Hemizygous cryptic deletions of the q11 band of human chromosome 22 have
been associated with a number of psychiatric and behavioural phenotypes, including
schizophrenia1,
2,
3. Here we report the isolation and characterization
of PRODH, a human homologue of Drosophila melanogaster sluggish-A
(slgA), which encodes proline dehydrogenase responsible for the
behavioural phenotype of the slgA mutant4. PRODH
is localized at chromosome 22q11 in a region deleted in some psychiatric patients.
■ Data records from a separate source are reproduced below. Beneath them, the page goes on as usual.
//! Thermal engine: the hexagonal core.
//!
//! [`ThermalEngine`] owns the FSM, the intake-fault monitor, and the shared
//! context.  All I/O flows through port traits injected at call sites,
//! making the whole engine testable with mock adapters.
//!
//! ```text
//!  SensorPort ──▶ ┌─────────────────────────────┐ ──▶ EventSink
//!                 │        ThermalEngine         │
//! ActuatorPort ◀──│ FSM · FaultMonitor · control │ ◀── CommandQueue
//!                 └─────────────────────────────┘
//!                              ▲▼
//!                         ModeStorePort
//! ```
//!
//! One [`tick`](ThermalEngine::tick) runs, strictly in this order:
//!
//! 1. drain queued commands
//! 2. sample sensors
//! 3. advance the vent's timed state
//! 4. evaluate the intake fault (may force `IntakeFault`)
//! 5. FSM update (hysteresis or cooldown)
//! 6. apply actuator commands
//! 7. emit events and, on its interval, a status snapshot

use log::{info, warn};

use crate::config::ThermalConfig;
use crate::control::cooldown::CooldownStep;
use crate::drivers::fan::FanOutput;
use crate::error::{CommandError, StorageError};
use crate::fsm::context::ThermalContext;
use crate::fsm::states::build_state_table;
use crate::fsm::{Fsm, StateId};
use crate::modes::{self, ActiveMode};
use crate::safety::{FaultMonitor, FaultTransition};
use crate::scheduler::{Interval, Millis};

use super::commands::{CommandQueue, EngineCommand};
use super::events::{AppEvent, StatusSnapshot};
use super::ports::{ActuatorPort, EventSink, ModeStorePort, SensorPort};

// ───────────────────────────────────────────────────────────────
// ThermalEngine
// ───────────────────────────────────────────────────────────────

pub struct ThermalEngine<'q> {
    fsm: Fsm,
    ctx: ThermalContext,
    monitor: FaultMonitor,
    commands: &'q CommandQueue,
    status_interval: Interval,
    /// Fan output as last applied.
    fan: FanOutput,
}

impl<'q> ThermalEngine<'q> {
    /// Does **not** touch hardware; call [`start`](Self::start) next.
    pub fn new(config: ThermalConfig, commands: &'q CommandQueue) -> Self {
        let monitor = FaultMonitor::new(&config);
        let status_interval = Interval::immediate(config.status_interval_ms);
        let ctx = ThermalContext::new(config);
        let fsm = Fsm::new(build_state_table(), StateId::Calibrating);

        Self {
            fsm,
            ctx,
            monitor,
            commands,
            status_interval,
            fan: FanOutput::OFF,
        }
    }

    // ── Lifecycle ─────────────────────────────────────────────

    /// Restore the stored selection, start vent calibration and enter
    /// the FSM.  The restored mode takes effect once calibration ends.
    pub fn start(
        &mut self,
        hw: &mut impl ActuatorPort,
        store: &impl ModeStorePort,
        sink: &mut impl EventSink,
        now: Millis,
    ) {
        self.ctx.now_ms = now;
        self.ctx.custom_target_c = restore_custom_target(store);
        self.ctx.mode = restore_mode(store);

        hw.begin_calibration(now);
        self.fsm.start(&mut self.ctx);
        self.apply_actuators(hw, sink, now);

        sink.emit(&AppEvent::Started(self.fsm.current_state()));
        if self.ctx.mode.is_some() {
            self.emit_mode(sink);
        }
        info!(
            "ThermalEngine started, restored mode: {}",
            self.mode_label()
        );
    }

    // ── Per-tick orchestration ────────────────────────────────

    /// Run one full control cycle.
    ///
    /// The `hw` parameter satisfies **both** [`SensorPort`] and
    /// [`ActuatorPort`], which avoids a double mutable borrow while
    /// keeping the port boundary explicit.
    pub fn tick(
        &mut self,
        hw: &mut (impl SensorPort + ActuatorPort),
        store: &mut impl ModeStorePort,
        sink: &mut impl EventSink,
        now: Millis,
    ) {
        let prev_state = self.fsm.current_state();
        self.ctx.now_ms = now;
        self.ctx.commands.clear();
        self.ctx.cooldown_step = None;

        // 1. Requests are applied at the tick boundary only.
        while let Some(cmd) = self.commands.take() {
            self.handle_command(cmd, hw, store, sink, now);
        }

        // 2. Sensors
        self.ctx.sensors = hw.sample(now);

        // 3. Vent timing runs regardless of who issued the last command.
        if let Some(settled) = hw.advance_vent(now) {
            sink.emit(&AppEvent::VentChanged(settled));
        }
        self.sync_vent(&*hw, sink);

        // 4. Intake fault, strictly before any mode logic.
        match self
            .monitor
            .evaluate(self.ctx.sensors.chamber_c, self.ctx.sensors.intake_c)
        {
            Some(FaultTransition::Asserted { differential_c }) => {
                self.ctx.fault_active = true;
                self.fsm.force_transition(StateId::IntakeFault, &mut self.ctx);
                sink.emit(&AppEvent::FaultAsserted { differential_c });
            }
            Some(FaultTransition::Cleared { differential_c }) => {
                self.ctx.fault_active = false;
                sink.emit(&AppEvent::FaultCleared { differential_c });
            }
            None => {}
        }

        // 5. FSM
        self.fsm.tick(&mut self.ctx);

        // 6. Actuators
        self.apply_actuators(hw, sink, now);

        // 7. Events
        self.emit_cooldown(sink);
        let new_state = self.fsm.current_state();
        if new_state != prev_state {
            sink.emit(&AppEvent::StateChanged {
                from: prev_state,
                to: new_state,
            });
        }
        if self.status_interval.poll(now).is_some() {
            sink.emit(&AppEvent::Status(self.status()));
        }
    }

    // ── Command handling ──────────────────────────────────────

    /// Apply one command.  Called from [`tick`](Self::tick) for every
    /// queued command; each is idempotent.
    pub fn handle_command(
        &mut self,
        cmd: EngineCommand,
        hw: &mut impl ActuatorPort,
        store: &mut impl ModeStorePort,
        sink: &mut impl EventSink,
        now: Millis,
    ) {
        if let Err(e) = cmd.validate() {
            warn!("command {:?} rejected: {}", cmd, e);
            sink.emit(&AppEvent::CommandRejected(e));
            return;
        }

        match cmd {
            EngineCommand::SelectMode(index) => match ActiveMode::from_index(index) {
                Ok(ActiveMode::Cooldown) => self.start_cooldown(store, sink),
                Ok(mode) => self.select_mode(mode, store, sink),
                Err(e) => sink.emit(&AppEvent::CommandRejected(e)),
            },
            EngineCommand::SetCustomTarget(target_c) => {
                self.set_custom_target(target_c, store, sink);
            }
            EngineCommand::StartCooldown => self.start_cooldown(store, sink),
            EngineCommand::ExitActiveMode => self.exit_active_mode(hw, store, sink, now),
        }
    }

    fn select_mode(
        &mut self,
        mode: ActiveMode,
        store: &mut impl ModeStorePort,
        sink: &mut impl EventSink,
    ) {
        if self.ctx.mode == Some(mode) {
            return;
        }
        self.ctx.mode = Some(mode);
        self.ctx.cooldown = None;
        persist(store.save_mode(Some(mode.index())), "mode");
        self.emit_mode(sink);
    }

    fn set_custom_target(
        &mut self,
        target_c: f32,
        store: &mut impl ModeStorePort,
        sink: &mut impl EventSink,
    ) {
        if self.ctx.custom_target_c == target_c {
            return;
        }
        self.ctx.custom_target_c = target_c;
        persist(store.save_custom_target(target_c), "custom target");
        if self.ctx.mode == Some(ActiveMode::Custom) {
            self.emit_mode(sink);
        }
    }

    /// No-op while a session is running; restarts a finished one.
    fn start_cooldown(&mut self, store: &mut impl ModeStorePort, sink: &mut impl EventSink) {
        if self.ctx.mode == Some(ActiveMode::Cooldown) {
            match &self.ctx.cooldown {
                Some(s) if s.finished => {
                    info!("cooldown: restarting finished session");
                    self.ctx.cooldown = None;
                    self.emit_mode(sink);
                }
                _ => {}
            }
            return;
        }
        self.ctx.mode = Some(ActiveMode::Cooldown);
        self.ctx.cooldown = None;
        persist(store.save_mode(Some(modes::COOLDOWN_INDEX)), "mode");
        self.emit_mode(sink);
    }

    /// Hard reset.  Fan off and vent closing right now, unless the intake
    /// fault holds them, in which case the engine idles once it clears.
    fn exit_active_mode(
        &mut self,
        hw: &mut impl ActuatorPort,
        store: &mut impl ModeStorePort,
        sink: &mut impl EventSink,
        now: Millis,
    ) {
        let was = self.ctx.mode.take();
        self.ctx.cooldown = None;

        if !self.ctx.fault_active {
            hw.all_off(now);
            self.fan = hw.fan_output();
            self.ctx.fan_duty = self.fan.duty;
            self.sync_vent(&*hw, sink);
        }

        if was.is_some() {
            persist(store.save_mode(None), "mode");
            self.emit_mode(sink);
        }
    }

    // ── Queries ───────────────────────────────────────────────

    pub fn state(&self) -> StateId {
        self.fsm.current_state()
    }

    pub fn context(&self) -> &ThermalContext {
        &self.ctx
    }

    pub fn fault_active(&self) -> bool {
        self.ctx.fault_active
    }

    pub fn config(&self) -> &ThermalConfig {
        &self.ctx.config
    }

    pub fn status(&self) -> StatusSnapshot {
        let session = self.ctx.cooldown.as_ref();
        StatusSnapshot {
            engine_state: self.fsm.current_state().name(),
            chamber_c: self.ctx.sensors.chamber_c,
            intake_c: self.ctx.sensors.intake_c,
            ambient_c: self.ctx.sensors.ambient_c,
            humidity_pct: self.ctx.sensors.humidity_pct,
            fan_duty_percent: self.fan.duty_percent(),
            fan_rpm: self.ctx.sensors.fan_rpm,
            vent_state: self.ctx.vent_state.label(),
            mode: self.mode_label(),
            active_target_c: self.active_target(),
            fault_active: self.ctx.fault_active,
            cooldown_progress: session.map(|s| s.progress),
            cooldown_eta_secs: session.map(|s| s.remaining_secs),
        }
    }

    /// Target of the active mode; for cooldown, the session's target.
    pub fn active_target(&self) -> Option<f32> {
        match self.ctx.mode {
            Some(ActiveMode::Cooldown) => self.ctx.cooldown.as_ref().map(|s| s.target_c),
            _ => self.ctx.active_target(),
        }
    }

    // ── Internal ──────────────────────────────────────────────

    fn mode_label(&self) -> &'static str {
        self.ctx.mode.map_or("Idle", ActiveMode::label)
    }

    fn emit_mode(&self, sink: &mut impl EventSink) {
        sink.emit(&AppEvent::ModeChanged {
            mode: self.ctx.mode.map(ActiveMode::label),
            target_c: self.active_target(),
        });
    }

    /// Mirror vent state into the context; report calibration completion.
    fn sync_vent(&mut self, hw: &impl ActuatorPort, sink: &mut impl EventSink) {
        let was_ready = self.ctx.vent_ready;
        self.ctx.vent_state = hw.vent_state();
        self.ctx.vent_ready = hw.vent_ready();
        if self.ctx.vent_ready && !was_ready {
            sink.emit(&AppEvent::CalibrationComplete);
        }
    }

    fn apply_actuators(&mut self, hw: &mut impl ActuatorPort, sink: &mut impl EventSink, now: Millis) {
        let commands = self.ctx.commands;
        if let Some(target) = commands.vent {
            if hw.command_vent(target, now) {
                self.ctx.vent_state = hw.vent_state();
                sink.emit(&AppEvent::VentChanged(self.ctx.vent_state));
            }
        }
        if let Some(fan) = commands.fan {
            self.fan = hw.set_fan_duty(fan.duty, fan.allow_below_minimum);
            self.ctx.fan_duty = self.fan.duty;
        }
    }

    fn emit_cooldown(&self, sink: &mut impl EventSink) {
        let (Some(step), Some(session)) = (self.ctx.cooldown_step, self.ctx.cooldown.as_ref())
        else {
            return;
        };
        match step {
            CooldownStep::Sampled {
                duty,
                rate_c_per_min,
            } => sink.emit(&AppEvent::CooldownProgress {
                duty,
                rate_c_per_min,
                progress: session.progress,
                remaining_secs: session.remaining_secs,
            }),
            CooldownStep::Finished => sink.emit(&AppEvent::CooldownFinished),
            CooldownStep::Hold => {}
        }
    }
}

// ───────────────────────────────────────────────────────────────
// Boot restore
// ───────────────────────────────────────────────────────────────

fn restore_custom_target(store: &impl ModeStorePort) -> f32 {
    match store.load_custom_target() {
        Ok(Some(t)) => modes::validate_target(t).unwrap_or_else(|_| {
            warn!("stored custom target {} out of range, using default", t);
            modes::DEFAULT_CUSTOM_TARGET_C
        }),
        Ok(None) => modes::DEFAULT_CUSTOM_TARGET_C,
        Err(e) => {
            warn!("custom target load failed ({}), using default", e);
            modes::DEFAULT_CUSTOM_TARGET_C
        }
    }
}

/// A stored cooldown is not resumed: the session it belonged to is gone.
fn restore_mode(store: &impl ModeStorePort) -> Option<ActiveMode> {
    let index = match store.load_mode() {
        Ok(index) => index?,
        Err(e) => {
            warn!("mode load failed ({}), starting idle", e);
            return None;
        }
    };
    match ActiveMode::from_index(index) {
        Ok(ActiveMode::Cooldown) => {
            info!("stored cooldown mode not resumed");
            None
        }
        Ok(mode) => Some(mode),
        Err(CommandError::ModeOutOfRange(i)) => {
            warn!("stored mode index {} out of range, starting idle", i);
            None
        }
        Err(_) => None,
    }
}

fn persist(result: Result<(), StorageError>, what: &str) {
    if let Err(e) = result {
        warn!("failed to persist {}: {}", what, e);
    }
}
We also isolated the mouse homologue of slgA (Prodh), identified
a mutation in this gene in the Pro/Re hyperprolinaemic mouse strain and found
that these mice have a deficit in sensorimotor gating accompanied by regional
neurochemical alterations in the brain. Sensorimotor gating is a neural filtering
process that allows attention to be focused on a given stimulus, and is affected
in patients with neuropsychiatric disorders5. Furthermore, several
lines of evidence suggest that proline may serve as a modulator of synaptic
transmission in the mammalian brain. Our observations, in conjunction with
the chromosomal location of PRODH, suggest a potential involvement
of this gene in the 22q11-associated psychiatric and behavioural phenotypes.